# Opera läuft -> KDE nicht



## voelzi (16. Oktober 2003)

Hallo

Ich nutze Suse 8.2, einen draytek 2500 WE Router (mit DHCP) und t-dsl.
Nach dem ich Linux installiert habe, kann ich wunderbar mit kde surfen. sobald ich aber die UPDATE-Funktion starte ist alles vorbei. Das Update läuft noch durch, doch danach ist schluß. KDE, KMAIL und das SUSE Update haben nur noch eine äußerst geringe bis gar keine Datenrate.
Gehe ich aber mit Opera ins Netz, so habe ich keine Probleme. Der Router scheint nicht das Problem zu sein, da der ebenfalls angeschlossene Windows-Rechner ohne murren ins Internet läuft. 

Wo liegt mein Problem
Warum läuft Opera und K-... sowie die Update-Funktion nicht 

Gruß
Voelzi


----------



## voelzi (16. Oktober 2003)

Nach einem weiteren Neustart funktioniert es wieder. 
Ich werde daraus nicht schlau. Mal funktioniert YAST Update, KDE und KMAIL und dann wieder nicht. Opera funktioniert dagegen immer.
So, hier noch meine eth0-Konfiguration:

/home/voelzi # /sbin/ifconfig
eth0      Protokoll:Ethernet  Hardware Adresse 00:C1:26:11:C7:1D
          inet Adresse:192.168.1.10  Bcast:192.168.1.255  Maske:255.255.255.0
          inet6 Adresse: fe80::2c1:26ff:fe11:c71d/64 Gültigkeitsbereich:Verbindung
          UP BROADCAST NOTRAILERS RUNNING MULTICAST  MTU:1500  Metric:1
          RX packets:3700 errors:0 dropped:0 overruns:0 frame:0
          TX packets:2462 errors:0 dropped:0 overruns:0 carrier:0
          Kollisionen:0 Sendewarteschlangenlänge:100
          RX bytes:4798151 (4.5 Mb)  TX bytes:160004 (156.2 Kb)
          Interrupt:5 Basisadresse:0xde00

Gruß
Voelzi


----------



## matt (16. Oktober 2003)

ist es möglich, dass du beim KDE-zeugs einen proxy eingestellt hast oder der eingestellt wurde? Funktioniert es überhaupt nicht, sprich bekommst du gar keine verbindung zu allen seiten? kannst du irgendwie an einem anderen rechner testen, ob dein KDE noch anfragen an die server/den rechner schickt?

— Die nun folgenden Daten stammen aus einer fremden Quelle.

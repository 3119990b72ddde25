#![cfg(feature = "serde")]

use twin_graph::{EdgeView, Graph, SnapshotIterator, Vertex};

#[test]
fn test_edge_views_serialize_as_plain_data() {
    let edge = ("a".to_string(), "b".to_string(), 2.5);
    let g: Graph<String> = Graph::from_edges([edge]).unwrap();
    let edges = g.edges().into_data();

    let json = serde_json::to_string(&edges).unwrap();
    assert_eq!(json, r#"[{"from":"a","to":"b","weight":2.5}]"#);

    let back: Vec<EdgeView<String>> = serde_json::from_str(&json).unwrap();
    assert_eq!(back, edges);
}

#[test]
fn test_vertices_carry_their_index() {
    let mut g: Graph<u8> = Graph::new();
    g.extend([7, 9]);
    g.remove_vertex(&7).unwrap();

    let vertices = g.vertices().data();
    let json = serde_json::to_value(&vertices).unwrap();
    assert_eq!(json, serde_json::json!([{ "value": 9, "id": 1 }]));

    let back: Vec<Vertex<u8>> = serde_json::from_value(json).unwrap();
    assert_eq!(back, vertices);
}
//! Structural validation of the half-edge store.
//!
//! `validate` checks, in order:
//! 1. registry and vertex arena agree (same count, every slot live, values match);
//! 2. every adjacency list is null-terminated within the arena size (no cycles);
//! 3. every half-edge is owned by the list it sits in, has a live twin, and
//!    `twin.twin == self` with mirrored endpoints and equal weight;
//! 4. half-edge count is exactly twice the edge count, with no orphaned half-edges;
//! 5. no vertex has two half-edges to the same neighbor, and vertex indices are below
//!    the index counter;
//! 6. both arenas' free lists account for every unoccupied slot.

use rustc_hash::FxHashSet;

use super::node::{VertexSlot, VertexValue, Weight};
use super::store::Store;
use crate::error::{GraphError, Result};

fn violation(message: String) -> GraphError {
    GraphError::InvariantViolated(message)
}

pub(crate) fn validate<T: VertexValue, W: Weight>(store: &Store<T, W>) -> Result<()> {
    if store.registry.len() != store.vertices.len() {
        return Err(violation(format!(
            "registry has {} vertices but arena holds {}",
            store.registry.len(),
            store.vertices.len()
        )));
    }

    let mut ids = FxHashSet::default();
    let mut listed = 0usize;
    for (value, &slot) in &store.registry {
        let node = store
            .vertex(slot)
            .ok_or_else(|| violation(format!("vertex {value:?} points to a free slot")))?;
        if node.vertex.value() != value {
            return Err(violation(format!(
                "registry key {value:?} maps to vertex {:?}",
                node.vertex.value()
            )));
        }
        if node.vertex.id().index() >= store.next_id || !ids.insert(node.vertex.id()) {
            return Err(violation(format!(
                "vertex {value:?} has invalid index {}",
                node.vertex.id()
            )));
        }
        listed += validate_list(store, slot, value)?;
    }

    for (name, len, free, slots) in [
        (
            "vertex",
            store.vertices.len(),
            store.vertices.free_len(),
            store.vertices.slot_len(),
        ),
        (
            "half-edge",
            store.half_edges.len(),
            store.half_edges.free_len(),
            store.half_edges.slot_len(),
        ),
    ] {
        if len.checked_add(free) != Some(slots) {
            return Err(violation(format!("{name} arena free list is corrupt")));
        }
    }

    if listed != store.half_edges.len() || listed != store.edge_count * 2 {
        return Err(violation(format!(
            "{listed} listed half-edges, {} allocated, {} edges counted",
            store.half_edges.len(),
            store.edge_count
        )));
    }
    Ok(())
}

/// Validates one adjacency list and returns its length.
fn validate_list<T: VertexValue, W: Weight>(
    store: &Store<T, W>,
    owner: VertexSlot,
    value: &T,
) -> Result<usize> {
    let bound = store.half_edges.len();
    let mut neighbors = FxHashSet::default();
    let mut len = 0usize;
    let mut curr = store.vertex(owner).and_then(|node| node.first_edge);

    while let Some(slot) = curr {
        len += 1;
        if len > bound {
            return Err(violation(format!("adjacency list of {value:?} is cyclic")));
        }
        let edge = store
            .half_edge(slot)
            .ok_or_else(|| violation(format!("list of {value:?} links a free half-edge")))?;
        if edge.owner != owner {
            return Err(violation(format!(
                "list of {value:?} holds a foreign half-edge"
            )));
        }
        if edge.neighbor == owner {
            return Err(violation(format!("self-loop on {value:?}")));
        }
        if !neighbors.insert(edge.neighbor) {
            return Err(violation(format!("parallel half-edges on {value:?}")));
        }

        let twin_edge = edge
            .twin
            .and_then(|t| store.half_edge(t))
            .ok_or_else(|| violation(format!("half-edge of {value:?} has no live twin")))?;
        if twin_edge.twin != Some(slot)
            || twin_edge.owner != edge.neighbor
            || twin_edge.neighbor != owner
            || twin_edge.weight != edge.weight
        {
            return Err(violation(format!(
                "half-edge of {value:?} has a mismatched twin"
            )));
        }

        curr = edge.next;
    }
    Ok(len)
}

/// Debug-asserts that the store is consistent. Compiled out of release builds.
#[inline(always)]
pub(crate) fn debug_validate<T: VertexValue, W: Weight>(store: &Store<T, W>) {
    #[cfg(debug_assertions)]
    {
        let result = validate(store);
        debug_assert!(result.is_ok(), "{result:?}");
    }
    #[cfg(not(debug_assertions))]
    let _ = store;
}
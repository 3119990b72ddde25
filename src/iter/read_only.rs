use super::cursor::{Retreat, SnapshotIterator};
use crate::error::Result;

/// Narrows any snapshot iterator to read-only access.
///
/// The wrapper forwards traversal and hides every operation that hands out mutable
/// access (`current_mut`, `into_data`). There is no way back to the wrapped iterator.
#[derive(Debug, Clone)]
pub struct ReadOnly<I> {
    inner: I,
}

impl<I: SnapshotIterator> ReadOnly<I> {
    /// Wraps `inner`.
    pub fn new(inner: I) -> Self {
        Self { inner }
    }
}

impl<I: SnapshotIterator> SnapshotIterator for ReadOnly<I> {
    type Item = I::Item;

    fn size(&self) -> usize {
        self.inner.size()
    }

    fn data(&self) -> Vec<I::Item> {
        self.inner.data()
    }

    fn current(&self) -> Result<&I::Item> {
        self.inner.current()
    }

    fn has_next(&self) -> bool {
        self.inner.has_next()
    }

    fn advance(&mut self) -> Result<&I::Item> {
        self.inner.advance()
    }

    fn reset(&mut self) {
        self.inner.reset();
    }
}

impl<I: Retreat> Retreat for ReadOnly<I> {
    fn has_prev(&self) -> bool {
        self.inner.has_prev()
    }

    fn retreat(&mut self) -> Result<&I::Item> {
        self.inner.retreat()
    }
}

impl<I: Iterator> Iterator for ReadOnly<I> {
    type Item = I::Item;

    fn next(&mut self) -> Option<I::Item> {
        self.inner.next()
    }

    fn size_hint(&self) -> (usize, Option<usize>) {
        self.inner.size_hint()
    }
}

impl<I: ExactSizeIterator> ExactSizeIterator for ReadOnly<I> {}

#[cfg(test)]
mod tests {
    use super::*;
    use crate::iter::{BidirectionalIter, ForwardIter, ReverseIter};

    #[test]
    fn test_forwards_traversal() {
        let mut it = ReadOnly::new(ForwardIter::new(vec![1, 2]));
        assert_eq!(it.size(), 2);
        assert_eq!(it.advance(), Ok(&1));
        assert_eq!(it.current(), Ok(&1));
        assert_eq!(it.next(), Some(2));
        assert!(!it.has_next());
    }

    #[test]
    fn test_keeps_backward_motion() {
        let mut it = ReadOnly::new(BidirectionalIter::new(vec!["a", "b"]));
        it.advance().unwrap();
        assert!(it.has_prev());
        assert_eq!(it.retreat(), Ok(&"a"));
    }

    #[test]
    fn test_wraps_reverse() {
        let it = ReadOnly::new(ReverseIter::new(vec![1, 2, 3]));
        assert_eq!(it.len(), 3);
        assert_eq!(it.collect::<Vec<_>>(), vec![3, 2, 1]);
    }
}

deine 2. frage verwirrt allerdings ein bisschen. das update an sich läuft nicht richtig? oder meinst du nur, es würde nicht richtig laufen?

also, im endeffekt kann ich dir leider praktisch nicht viel weiterhelfen. die fragen oben hab ich gestellt, damit du vielleicht darüber auf eine lösung kommst.

gruß,
  matt


----------



## voelzi (16. Oktober 2003)

Alles ist sehr verwirrend:
Mit KDE erreiche stets mit hoher Geschwindigkeit das HTML basierende Menue des Routers. 
Gerade hatte ich den Rechner mal wieder neu gebootet, jetzt sind KDE & Co in Richtung Internet wieder irre langsam. Mit Opera kann ich aber wie üblich surfen. Die Sache mit den Proxys hatte ich auch schon erfolglos probiert.


----------



## JoelH (17. Oktober 2003)

*hmm,*

lass mal in der Konsole tcpdump mitlaufen und guck welche TCP Pakete wohin gesendet werden bzw. empfangen werden, vielleicht bekommst du so raus was falsch läuft. Was meinst du eingentlich mit KDE ? Konquerer oder was ?


----------



## voelzi (17. Oktober 2003)

Ooooh ja, natürlich Konquer. Ich war schon etwas müde ;-))


----------



## voelzi (20. Oktober 2003)

Mittlerweile habe ich das Problem gefunden. In der Netwerkkartenkonfiguration fehlte die Einstellung "Hostname über DHCP ändern":

- Wieso ist diese Einstellung so ausschlaggebend? 
- Welche Bedeutung hat der Hostname für den Router?
- Warum funktionierte Opera und KDE (Konquerer, KMail & Co) nicht?


----------